• _Information provided_:
_ _ _ _ _ _ _

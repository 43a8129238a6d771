//! Dashboard controller.
//!
//! Owns the user-visible state (suggestions, selection, panels, insights,
//! theme, loading indicator) and wires the triggers to the geocoder and the
//! forecast source. Every trigger takes `&self` so overlapping calls can run
//! concurrently; only the latest search may publish suggestions and only the
//! latest analysis may draw the panels.

use std::sync::Arc;
use std::time::Duration;

use parking_lot::{Mutex, RwLock};
use tracing::instrument;
use wavecast_core::{AppError, Config};
use wavecast_render::Surface;
use wavecast_weather::{
    Coordinates, ForecastSource, Geocoder, HourlySeries, Insights, LocationCandidate, Metric,
    WeatherError,
};

use crate::epoch::SearchEpoch;
use crate::error_mapping::WeatherErrorExt;
use crate::loading::LoadingIndicator;
use crate::notifier::Notifier;
use crate::panel::MetricPanel;
use crate::theme::{Theme, ThemeState};

const SPINNER_INTERVAL_MS: u64 = 80;

#[derive(Debug, Clone)]
pub struct ControllerSettings {
    /// Suggestions requested per keystroke
    pub suggestion_count: u32,
    pub frame_interval: Duration,
    pub spinner_interval: Duration,
    pub theme: Theme,
}

impl Default for ControllerSettings {
    fn default() -> Self {
        Self {
            suggestion_count: 5,
            frame_interval: Duration::from_millis(16),
            spinner_interval: Duration::from_millis(SPINNER_INTERVAL_MS),
            theme: Theme::Light,
        }
    }
}

impl ControllerSettings {
    pub fn from_config(config: &Config) -> Self {
        Self {
            suggestion_count: config.api.suggestion_count,
            frame_interval: Duration::from_millis(config.render.frame_interval_ms),
            spinner_interval: Duration::from_millis(SPINNER_INTERVAL_MS),
            theme: Theme::resolve(config.ui.theme),
        }
    }
}

/// Result of a type-to-search request.
#[derive(Debug, Clone, Copy, PartialEq, Eq)]
pub enum SearchOutcome {
    /// Suggestions replaced with this many candidates
    Applied(usize),
    /// No place matched; suggestions cleared
    NoMatches,
    /// A newer search started while this one was in flight; response dropped
    Stale,
    /// Request failed; suggestions cleared and the failure logged
    Failed,
}

/// Result of an analysis trigger.
#[derive(Debug, Clone, Copy, PartialEq, Eq)]
pub enum AnalysisOutcome {
    /// Panels now show a forecast of this many hours
    Rendered { hours: usize },
    /// No coordinates to analyze; the user was told why
    NoLocation,
    /// The forecast could not be fetched; the previous forecast stays on screen
    Failed,
    /// A newer analysis started while this one was in flight; result dropped
    Superseded,
}

#[derive(Debug, Default)]
struct Suggestions {
    query: String,
    candidates: Vec<LocationCandidate>,
}

pub struct DashboardController<G, F, N, S> {
    geocoder: G,
    forecast: F,
    notifier: N,
    settings: ControllerSettings,
    epoch: SearchEpoch,
    analyses: SearchEpoch,
    // held while panels, insights and series are replaced together
    apply_lock: Mutex<()>,
    suggestions: RwLock<Suggestions>,
    selected: RwLock<Option<LocationCandidate>>,
    series: RwLock<Option<Arc<HourlySeries>>>,
    insights: RwLock<Option<Insights>>,
    panels: Vec<MetricPanel<S>>,
    loading: LoadingIndicator,
    theme: ThemeState,
}

impl<G, F, N, S> DashboardController<G, F, N, S>
where
    G: Geocoder,
    F: ForecastSource,
    N: Notifier,
    S: Surface + 'static,
{
    /// `make_surface` is called once per metric, in [`Metric::ALL`] order.
    pub fn new(
        geocoder: G,
        forecast: F,
        notifier: N,
        settings: ControllerSettings,
        mut make_surface: impl FnMut(Metric) -> S,
    ) -> Self {
        let panels = Metric::ALL
            .into_iter()
            .map(|metric| MetricPanel::new(metric, make_surface(metric)))
            .collect();

        Self {
            geocoder,
            forecast,
            notifier,
            loading: LoadingIndicator::new(settings.spinner_interval),
            theme: ThemeState::new(settings.theme),
            settings,
            epoch: SearchEpoch::new(),
            analyses: SearchEpoch::new(),
            apply_lock: Mutex::new(()),
            suggestions: RwLock::new(Suggestions::default()),
            selected: RwLock::new(None),
            series: RwLock::new(None),
            insights: RwLock::new(None),
            panels,
        }
    }

    // --- triggers ---

    /// "Use my location": resolve the device position, select it and analyze.
    #[instrument(skip(self), level = "info")]
    pub async fn geolocate(&self) -> AnalysisOutcome {
        match self.geocoder.from_device_location().await {
            Ok(candidate) => {
                let coordinates = candidate.coordinates();
                *self.selected.write() = Some(candidate);
                self.analyze_at(coordinates).await
            }
            Err(e) => {
                self.report(e.into_app_error());
                AnalysisOutcome::NoLocation
            }
        }
    }

    /// Type-to-search. Overlapping calls resolve in any order; only the most
    /// recently started one may replace the suggestions.
    #[instrument(skip(self), level = "debug")]
    pub async fn search(&self, query: &str) -> SearchOutcome {
        let epoch = self.epoch.advance();
        let result = self
            .geocoder
            .search_by_name(query, self.settings.suggestion_count)
            .await;

        let mut suggestions = self.suggestions.write();
        // checked under the lock: a newer search cannot have published yet
        if !self.epoch.is_current(epoch) {
            tracing::debug!("Dropping stale suggestions for {:?}", query);
            return SearchOutcome::Stale;
        }

        suggestions.query = query.to_string();
        match result {
            Ok(candidates) => {
                let count = candidates.len();
                suggestions.candidates = candidates;
                SearchOutcome::Applied(count)
            }
            Err(WeatherError::GeocodeNotFound(_)) => {
                suggestions.candidates.clear();
                SearchOutcome::NoMatches
            }
            Err(e) => {
                tracing::warn!("Suggestion lookup failed for {:?}: {}", query, e);
                suggestions.candidates.clear();
                SearchOutcome::Failed
            }
        }
    }

    /// Commit the suggestion at `index`. Clears the suggestion list.
    pub fn select(&self, index: usize) -> Option<LocationCandidate> {
        let candidate = {
            let mut suggestions = self.suggestions.write();
            let candidate = suggestions.candidates.get(index).cloned()?;
            suggestions.candidates.clear();
            candidate
        };
        tracing::info!("Selected {}", candidate.label());
        *self.selected.write() = Some(candidate.clone());
        Some(candidate)
    }

    /// Fetch and draw the forecast for the selected location.
    pub async fn analyze(&self) -> AnalysisOutcome {
        let coordinates = self.selected.read().as_ref().map(LocationCandidate::coordinates);
        match coordinates {
            Some(coordinates) => self.analyze_at(coordinates).await,
            None => {
                self.report(wavecast_core::WeatherError::NoLocationSelected.into());
                AnalysisOutcome::NoLocation
            }
        }
    }

    /// Resolve `query` to its best match and analyze it in one step.
    #[instrument(skip(self), level = "info")]
    pub async fn search_and_analyze(&self, query: &str) -> AnalysisOutcome {
        let query = query.trim();
        if query.is_empty() {
            self.report(wavecast_core::WeatherError::EmptyQuery.into());
            return AnalysisOutcome::NoLocation;
        }

        let candidate = match self.geocoder.search_by_name(query, 1).await {
            Ok(candidates) => candidates.into_iter().next(),
            Err(WeatherError::GeocodeNotFound(_)) => None,
            Err(e) => {
                self.report(e.into_app_error());
                return AnalysisOutcome::NoLocation;
            }
        };

        let Some(candidate) = candidate else {
            self.report(wavecast_core::WeatherError::LocationNotFound(query.to_string()).into());
            return AnalysisOutcome::NoLocation;
        };

        let coordinates = candidate.coordinates();
        *self.selected.write() = Some(candidate);
        self.analyze_at(coordinates).await
    }

    pub fn toggle_theme(&self) -> Theme {
        let theme = self.theme.toggle();
        tracing::debug!("Theme switched to {}", theme.as_str());
        theme
    }

    /// Collapse or expand a panel; returns whether it is now expanded.
    pub fn toggle_panel(&self, metric: Metric) -> bool {
        self.panel(metric).is_some_and(MetricPanel::toggle)
    }

    /// Stop every animation loop and the loading indicator.
    pub async fn shutdown(&self) {
        self.loading.reset();
        for panel in &self.panels {
            panel.stop().await;
        }
        tracing::info!("Dashboard shut down");
    }

    // --- state ---

    pub fn suggestions(&self) -> Vec<LocationCandidate> {
        self.suggestions.read().candidates.clone()
    }

    /// Query the current suggestions belong to
    pub fn suggestion_query(&self) -> String {
        self.suggestions.read().query.clone()
    }

    pub fn selected(&self) -> Option<LocationCandidate> {
        self.selected.read().clone()
    }

    pub fn series(&self) -> Option<Arc<HourlySeries>> {
        self.series.read().clone()
    }

    pub fn insights(&self) -> Option<Insights> {
        self.insights.read().clone()
    }

    pub fn panels(&self) -> &[MetricPanel<S>] {
        &self.panels
    }

    pub fn panel(&self, metric: Metric) -> Option<&MetricPanel<S>> {
        self.panels.iter().find(|p| p.metric() == metric)
    }

    pub fn loading(&self) -> &LoadingIndicator {
        &self.loading
    }

    pub fn theme(&self) -> Theme {
        self.theme.current()
    }

    // --- internals ---

    #[instrument(skip(self), level = "info")]
    async fn analyze_at(&self, coordinates: Coordinates) -> AnalysisOutcome {
        let analysis = self.analyses.advance();
        let result = {
            let _loading = self.loading.begin();
            self.forecast
                .fetch_hourly(coordinates.latitude, coordinates.longitude)
                .await
        };

        match result {
            Ok(series) => {
                let hours = series.len();
                if !self.apply(analysis, Arc::new(series)) {
                    tracing::debug!("Dropping superseded forecast for {:?}", coordinates);
                    return AnalysisOutcome::Superseded;
                }
                tracing::info!("Rendered {} forecast hours", hours);
                AnalysisOutcome::Rendered { hours }
            }
            Err(e) if !self.analyses.is_current(analysis) => {
                tracing::debug!("Superseded forecast fetch failed: {}", e);
                AnalysisOutcome::Superseded
            }
            Err(e) => {
                self.report(e.into_app_error());
                AnalysisOutcome::Failed
            }
        }
    }

    /// Publish `series` to every panel, the insights and the series slot.
    /// Returns false without touching anything when `analysis` is stale.
    fn apply(&self, analysis: u64, series: Arc<HourlySeries>) -> bool {
        let _apply = self.apply_lock.lock();
        if !self.analyses.is_current(analysis) {
            return false;
        }
        for panel in &self.panels {
            panel.show_series(series.clone(), self.settings.frame_interval);
        }
        *self.insights.write() = Insights::from_series(&series);
        *self.series.write() = Some(series);
        true
    }

    fn report(&self, error: AppError) {
        tracing::error!("{}", error);
        self.notifier.notify(error.user_message());
    }
}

_ _ _ _ _ _ _

• _Problem to solve_: Only one thing is wanted in reply: the number of lines in the entries that hold the string "false".

• _Answer section_: 2